CBR Governor Elvira Nabiullina stated that these institutions already have the necessary anti-money laundering systems in place and will be protected against market volatility by limiting their digital asset exposure to a maximum of 1% of their Capital .
The legal framework, jointly drafted by the CBR and the Russian Ministry of Finance, is expected to be adopted no later than July 1, 2026, with criminal liability for illegal transactions taking effect from 2027.
The cornerstone of the new policy is leveraging existing financial infrastructure – banks, stock exchanges, brokerage firms – instead of building an independent cryptocurrency ecosystem. Accordingly, foreign exchanges wishing to access the Russian market will have to establish subsidiaries domestically and move their servers to Russian territory.

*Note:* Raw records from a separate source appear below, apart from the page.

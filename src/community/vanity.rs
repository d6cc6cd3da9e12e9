//! Vanity status roles and booster announcements

use dashmap::DashMap;
use poise::serenity_prelude::{Activity, ActivityType};
use serde::{Deserialize, Serialize};
use std::sync::Arc;
use tokio::time::{Duration, Instant};

/// Quiet period between two vanity announcements for one member
pub const VANITY_DEBOUNCE: Duration = Duration::from_secs(30);
/// Quiet period between two boost announcements for one member
pub const BOOSTER_DEBOUNCE: Duration = Duration::from_secs(60);

/// Role for members whose custom status advertises the server
#[derive(Debug, Clone, Default, PartialEq, Eq, Serialize, Deserialize)]
pub struct VanitySettings {
    #[serde(default)]
    pub enabled: bool,
    #[serde(default)]
    pub role_id: Option<u64>,
    /// Text the custom status must contain, matched case-insensitively
    #[serde(default)]
    pub match_text: Option<String>,
    #[serde(default)]
    pub announce_channel_id: Option<u64>,
    #[serde(default)]
    pub announce_text: Option<String>,
}

/// Announcement when a member starts boosting
#[derive(Debug, Clone, Default, PartialEq, Eq, Serialize, Deserialize)]
pub struct BoosterSettings {
    #[serde(default)]
    pub enabled: bool,
    #[serde(default)]
    pub channel_id: Option<u64>,
    #[serde(default)]
    pub text: Option<String>,
}

/// What to do with the vanity role after a presence change
#[derive(Debug, Clone, Copy, PartialEq, Eq)]
pub enum VanityChange {
    Grant { role_id: u64 },
    Revoke { role_id: u64 },
    Keep,
}

/// Custom status texts joined, lowercased
#[must_use]
pub fn custom_status(activities: &[Activity]) -> String {
    activities
        .iter()
        .filter(|a| a.kind == ActivityType::Custom)
        .filter_map(|a| a.state.as_deref())
        .collect::<Vec<_>>()
        .join(" \n")
        .to_lowercase()
}

/// Replace `{user.mention}` in an announcement
#[must_use]
pub fn announcement(template: &str, user_id: u64) -> String {
    template.replace("{user.mention}", &format!("<@{user_id}>"))
}

impl VanitySettings {
    /// Role change for a member whose status is now `status`
    #[must_use]
    pub fn change(&self, status: &str, has_role: bool) -> VanityChange {
        let (true, Some(role_id), Some(text)) = (self.enabled, self.role_id, self.match_text.as_deref())
        else {
            return VanityChange::Keep;
        };
        let text = text.trim().to_lowercase();
        if text.is_empty() {
            return VanityChange::Keep;
        }
        match (status.contains(&text), has_role) {
            (true, false) => VanityChange::Grant { role_id },
            (false, true) => VanityChange::Revoke { role_id },
            _ => VanityChange::Keep,
        }
    }

    /// Channel and text announcing `user_id`'s new vanity role
    #[must_use]
    pub fn announcement_for(&self, user_id: u64) -> Option<(u64, String)> {
        Some((
            self.announce_channel_id?,
            announcement(self.announce_text.as_deref()?, user_id),
        ))
    }
}

impl BoosterSettings {
    /// Channel and text for a member who just started boosting
    #[must_use]
    pub fn announcement_for(&self, user_id: u64) -> Option<(u64, String)> {
        if !self.enabled {
            return None;
        }
        Some((self.channel_id?, announcement(self.text.as_deref()?, user_id)))
    }
}

/// Per-key rate limit for announcements
#[derive(Debug, Clone, Default)]
pub struct Debounce {
    last: Arc<DashMap<(u64, u64), Instant>>,
}

impl Debounce {
    /// `true` if `key` has been quiet for `period`, recording this call
    pub fn ready(&self, key: (u64, u64), period: Duration) -> bool {
        let now = Instant::now();
        let mut ready = true;
        self.last
            .entry(key)
            .and_modify(|last| {
                if now.duration_since(*last) < period {
                    ready = false;
                } else {
                    *last = now;
                }
            })
            .or_insert(now);
        ready
    }
}

#[cfg(test)]
mod tests {
    use super::*;

    fn vanity() -> VanitySettings {
        VanitySettings {
            enabled: true,
            role_id: Some(9),
            match_text: Some("discord.gg/Rust".to_string()),
            announce_channel_id: Some(3),
            announce_text: Some("Thanks {user.mention}!".to_string()),
        }
    }

    #[test]
    fn test_grant_and_revoke() {
        let settings = vanity();
        assert_eq!(
            settings.change("join discord.gg/rust today", false),
            VanityChange::Grant { role_id: 9 }
        );
        assert_eq!(settings.change("join discord.gg/rust today", true), VanityChange::Keep);
        assert_eq!(settings.change("busy", true), VanityChange::Revoke { role_id: 9 });
        assert_eq!(settings.change("busy", false), VanityChange::Keep);
    }

    #[test]
    fn test_incomplete_settings_keep_roles() {
        let mut settings = vanity();
        settings.enabled = false;
        assert_eq!(settings.change("busy", true), VanityChange::Keep);

        let mut settings = vanity();
        settings.match_text = Some("  ".to_string());
        assert_eq!(settings.change("busy", true), VanityChange::Keep);
    }

    #[test]
    fn test_announcements() {
        assert_eq!(vanity().announcement_for(7), Some((3, "Thanks <@7>!".to_string())));

        let mut booster = BoosterSettings {
            enabled: true,
            channel_id: Some(4),
            text: Some("{user.mention} boosted!".to_string()),
        };
        assert_eq!(booster.announcement_for(7), Some((4, "<@7> boosted!".to_string())));
        booster.enabled = false;
        assert_eq!(booster.announcement_for(7), None);
    }

    #[tokio::test(start_paused = true)]
    async fn test_debounce() {
        let debounce = Debounce::default();
        assert!(debounce.ready((1, 7), VANITY_DEBOUNCE));
        assert!(!debounce.ready((1, 7), VANITY_DEBOUNCE));
        assert!(debounce.ready((1, 8), VANITY_DEBOUNCE));

        tokio::time::advance(Duration::from_secs(31)).await;
        assert!(debounce.ready((1, 7), VANITY_DEBOUNCE));
    }
}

Existing cryptocurrency businesses must also meet their own stringent licensing requirements. CBR representative Olga Shishlyannikova added that mutual funds may also be allowed to invest in cryptocurrencies in the future.
External sanctions, internal controls – the risk of a self-contained market.
This very structure is raising concerns about the risk of isolation. Once the legal framework is in effect, Russian citizens will only be able to access crypto assets through government-approved intermediaries – with the exception of certain special groups such as non-residents, Miners , and organizations involved in international trade.
The proposed regulations would make it legally impossible to transfer digital assets to platforms that do not have a presence in Russia or are not affiliated with domestic banks. RBC News, after consulting with industry experts, warned of the risk of forming a “self-contained cryptocurrency ecosystem.”
The concerns are further substantiated by the list of financial institutions expected to play a pivotal Vai in Russia's new cryptocurrency market. Sberbank – the country's largest bank by total assets, which already offers Derivative -related derivatives – is subject to Western sanctions related to the Ukraine conflict.
PSB, the bank linked to the ruble- Peg A7A5 stablecoin, is also subject to sanctions, and the Moscow Exchange (MOEX) is planning to launch cryptocurrency trading as soon as the new regulations are issued.
The combination of sanctioned infrastructure and legal barriers preventing the outflow of capital is creating a digital asset market that, while nominally legalized, could still be cut off from the rest of the global ecosystem.